Published online 2012 March 27. doi:  10.1093/infdis/jis257
PMCID: PMC3415850

The Future of Research and Publication on Altered H5N1 Viruses


Recently, we and others obtained experimental evidence that highly pathogenic avian influenza virus subtype H5 can acquire the ability to transmit via aerosols between ferrets. Upon submission of manuscripts describing the results of these studies, the US National Science Advisory Board for Biosecurity was consulted and recommended that the main conclusions of the work be published but without the experimental details and mutation data that would enable replication of the experiments. Over the past few months, these events have led to intense discussions. Should this type of experiment be conducted? If so, under what conditions? Do the scientific and public health benefits of the work and its publication outweigh the potential risks? In February 2012, public health and influenza experts discussed these issues during a World Health Organization–organized technical consultation. This perspective article reviews the current state of the field and the recommendations made during the meeting.
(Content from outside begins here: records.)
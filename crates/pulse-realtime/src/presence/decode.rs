//! Remote presence value decoding.

use serde::Deserialize;
use serde_json::{Number, Value};

use pulse_core::types::{PresenceRecord, UserId};

/// Wire shape stored at `status/{user_id}`.
#[derive(Debug, Deserialize)]
#[serde(rename_all = "camelCase")]
struct RemotePresence {
    is_online: bool,
    last_seen: Number,
}

/// Decode a remote value into a snapshot.
///
/// An absent value, a partial value, or a value of the wrong shape all
/// decode to the offline reset state.
pub fn decode_record(user_id: &UserId, value: Option<&Value>) -> PresenceRecord {
    let Some(value) = value else {
        return PresenceRecord::offline(user_id.clone());
    };

    let remote = match RemotePresence::deserialize(value) {
        Ok(remote) => remote,
        Err(e) => {
            tracing::debug!("Malformed presence value for '{}': {}", user_id, e);
            return PresenceRecord::offline(user_id.clone());
        }
    };

    let Some(last_seen) = as_timestamp(&remote.last_seen) else {
        tracing::debug!("Unusable lastSeen for '{}': {}", user_id, remote.last_seen);
        return PresenceRecord::offline(user_id.clone());
    };

    PresenceRecord {
        user_id: user_id.clone(),
        online: remote.is_online,
        last_seen: Some(last_seen),
    }
}

fn as_timestamp(n: &Number) -> Option<i64> {
    n.as_i64()
        .or_else(|| n.as_f64().filter(|f| f.is_finite()).map(|f| f as i64))
}

#[cfg(test)]
mod tests {
    use super::*;
    use serde_json::json;

    fn user() -> UserId {
        UserId::parse("u1").unwrap()
    }

    #[test]
    fn test_online_value() {
        let record = decode_record(&user(), Some(&json!({"isOnline": true, "lastSeen": 1700000000})));
        assert!(record.online);
        assert_eq!(record.last_seen, Some(1700000000));
    }

    #[test]
    fn test_float_timestamp_truncates() {
        let record = decode_record(&user(), Some(&json!({"isOnline": false, "lastSeen": 1700000000123.0})));
        assert!(!record.online);
        assert_eq!(record.last_seen, Some(1700000000123));
    }

    #[test]
    fn test_absent_resets() {
        assert!(decode_record(&user(), None).is_reset());
    }

    #[test]
    fn test_partial_and_malformed_reset() {
        for value in [
            json!({"isOnline": true}),
            json!({"lastSeen": 5}),
            json!({"isOnline": "yes", "lastSeen": 5}),
            json!({"isOnline": true, "lastSeen": null}),
            json!("online"),
            json!(null),
        ] {
            assert!(decode_record(&user(), Some(&value)).is_reset(), "{value}");
        }
    }
}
(See the perspectives by Bouveir, on pages 1632–5 and Osterholm and Relman, on pages 1636–8, and the editorial commentary by Hirsch, on pages 1621.)

Influenza A virus is a fascinating pathogen from a scientist's perspective, with a potentially high impact on animal and human health. The virus is enzootic in wild migratory birds of aquatic habitats around the world [1]. Influenza A viruses occasionally spill over from this avian “virus reservoir” into other animal hosts, including domestic poultry, pigs, horses, a variety of carnivores, and marine mammals. Most spillover events involve limited numbers of animals, but on occasion, when more sustained transmission within the new species takes place, they may result in large outbreaks. Sporadically, the viruses adapt to their new animal hosts, leading to enzootic virus circulation for years or decades [2].

Zoonotic influenza A virus infections also occur relatively frequently, often without serious consequences for public health [3]. However, the introduction of “novel” influenza viruses from animals into the human population can result in pandemics. One of the most devastating examples was the 1918 H1N1 “Spanish influenza” pandemic, which is estimated to have caused approximately 50 million deaths over a short period [4]. The later pandemics in 1957, 1968, and 2009 were mild compared with that of 1918, but they still caused excess morbidity and mortality involving up to several million human cases. After the pandemic period, the pandemic viruses become epidemic viruses and continue to cause substantial morbidity during seasonal epidemics, with, on average, 500 000 deaths globally each year [5].

Two major requirements determine the ability of a “new” influenza A virus strain to establish itself in the human population and cause a pandemic: (1) virus adaptation that enables efficient replication in the human respiratory tract and transmission between humans and (2) the absence of preexisting immunity in the human population. What exactly determines transmission of influenza viruses in humans has remained largely unknown, but all pandemic viruses studied to date have had the ability to be transmitted efficiently via aerosols or respiratory droplets (ie, airborne transmission) [6]. Only when we fully understand the viral and host factors that drive airborne transmission can we start to estimate the risk that influenza viruses in the animal world may pose for future influenza pandemics. Important information and insights can come from studies of pandemic and zoonotic viruses in the laboratory, using animal model systems and reverse genetics. One candidate virus for such studies is the highly pathogenic avian influenza (HPAI) A/H5N1 virus.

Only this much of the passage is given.